6. ADEQUACY OF THE RESULT
As explained in detail in the sections above the substance falls within the range of reliable predictivity. The substance falls within the molecular weight range of the model. furthermore, the substance consists of common functional groups, thus, the results of the estimation are considered to be sufficient to fulfil the information requirements for registration.
Qualifier:
no guideline followed
Principles of method if other than guideline:
- Software tool(s) used including version: EPISuitev 4.11
- Model(s) used:KOWWIN v1.68
- Model description: see field 'Attached justification'
- Justification of QSAR prediction: see field 'Attached justification'
GLP compliance:
no
Type of method:
other: QSAR estimation
Partition coefficient type:
octanol-water
Key result
Type:
log Pow
Partition coefficient:
-3.685
Temp.:
25 °C
Remarks on result:
other: pH value not reported
Conclusions:
In this study report the partition coefficient of Tetrahydrofolic acid was estimated using EPISuite/KOWWIN v1.68. Based on the results the logKow is considered to be -3.6847 at 25°C.

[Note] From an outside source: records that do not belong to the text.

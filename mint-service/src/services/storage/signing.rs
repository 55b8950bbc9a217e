//! V4 signed URLs for Cloud Storage using HMAC interoperability keys.
//!
//! Format: `GOOG4-HMAC-SHA256`, region `auto`, single signed header `host`,
//! unsigned payload.

use super::StoreError;
use chrono::{DateTime, Utc};
use hmac::{Hmac, Mac};
use reqwest::Url;
use sha2::{Digest, Sha256};

type HmacSha256 = Hmac<Sha256>;

pub const SIGNING_ALGORITHM: &str = "GOOG4-HMAC-SHA256";

/// Longest lifetime Cloud Storage accepts for a V4 signature (7 days).
pub const MAX_EXPIRY_SECS: u64 = 604_800;

const REGION: &str = "auto";
const SERVICE: &str = "storage";
const REQUEST_TYPE: &str = "goog4_request";

/// Build a signed GET URL for `bucket/object` valid for `expires_secs`
/// from `now`.
pub fn signed_get_url(
    endpoint: &str,
    bucket: &str,
    object: &str,
    access_id: &str,
    secret: &str,
    expires_secs: u64,
    now: DateTime<Utc>,
) -> Result<String, StoreError> {
    let endpoint = Url::parse(endpoint)
        .map_err(|e| StoreError::Request(format!("Invalid storage endpoint: {}", e)))?;
    let host = match (endpoint.host_str(), endpoint.port()) {
        (Some(host), Some(port)) => format!("{}:{}", host, port),
        (Some(host), None) => host.to_string(),
        (None, _) => {
            return Err(StoreError::Request("Storage endpoint has no host".to_string()));
        }
    };

    let date = now.format("%Y%m%d").to_string();
    let timestamp = now.format("%Y%m%dT%H%M%SZ").to_string();
    let scope = format!("{}/{}/{}/{}", date, REGION, SERVICE, REQUEST_TYPE);
    let expires = expires_secs.clamp(1, MAX_EXPIRY_SECS);

    let canonical_uri = format!("/{}/{}", percent_encode(bucket, false), percent_encode(object, true));
    let credential = format!("{}/{}", access_id, scope);
    let expires = expires.to_string();
    // Already in byte order of the keys.
    let query_params = [
        ("X-Goog-Algorithm", SIGNING_ALGORITHM),
        ("X-Goog-Credential", credential.as_str()),
        ("X-Goog-Date", timestamp.as_str()),
        ("X-Goog-Expires", expires.as_str()),
        ("X-Goog-SignedHeaders", "host"),
    ];
    let canonical_query = query_params
        .iter()
        .map(|(k, v)| format!("{}={}", percent_encode(k, false), percent_encode(v, false)))
        .collect::<Vec<_>>()
        .join("&");

    let canonical_request = format!(
        "GET\n{}\n{}\nhost:{}\n\nhost\nUNSIGNED-PAYLOAD",
        canonical_uri, canonical_query, host
    );
    let string_to_sign = format!(
        "{}\n{}\n{}\n{}",
        SIGNING_ALGORITHM,
        timestamp,
        scope,
        hex::encode(Sha256::digest(canonical_request.as_bytes()))
    );

    let signing_key = [REGION, SERVICE, REQUEST_TYPE].iter().try_fold(
        hmac_sha256(format!("GOOG4{}", secret).as_bytes(), &date)?,
        |key, part| hmac_sha256(&key, part),
    )?;
    let signature = hex::encode(hmac_sha256(&signing_key, &string_to_sign)?);

    Ok(format!(
        "{}://{}{}?{}&X-Goog-Signature={}",
        endpoint.scheme(),
        host,
        canonical_uri,
        canonical_query,
        signature
    ))
}

fn hmac_sha256(key: &[u8], data: &str) -> Result<Vec<u8>, StoreError> {
    let mut mac = HmacSha256::new_from_slice(key)
        .map_err(|e| StoreError::Credentials(format!("Invalid key length: {}", e)))?;
    mac.update(data.as_bytes());
    Ok(mac.finalize().into_bytes().to_vec())
}

/// RFC 3986 encoding: unreserved characters pass, everything else becomes
/// `%XX`. With `keep_slash` each `/`-separated segment is encoded on its own.
fn percent_encode(input: &str, keep_slash: bool) -> String {
    if keep_slash {
        input
            .split('/')
            .map(urlencoding::encode)
            .collect::<Vec<_>>()
            .join("/")
    } else {
        urlencoding::encode(input).into_owned()
    }
}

Description of key information

- QSAR estimation of the partition coefficient using ACD /Labs 2015 Release (Build 2726. 27 Nov 2014) / ACD/LogP GALAS, log D maximum -2.99 at pH 4 to -5.9 at pH 9 at 25 °C

- QSAR estimation of the partition coefficient using ACD /Labs 2015 Release (Build 2726. 27 Nov 2014) / ACD/LogP GALAS, log P -0.88 at 25°C

- QSAR estimation of the partition coefficient using EPISuite v4.11/ KOWWIN v1.68, log P -3.6847 at 25°C

Key value for chemical safety assessment

Log Kow (Log Pow):
-3.685
at the temperature of:
25 °C

Additional information

There are no experimental data for the partition coefficient of Tetrahydrofolic acid. Three QSAR estimations were performed usind three different models. Tetrahydrofolic acid and its structural fragments respectively are within the applicability domain of each of the used models.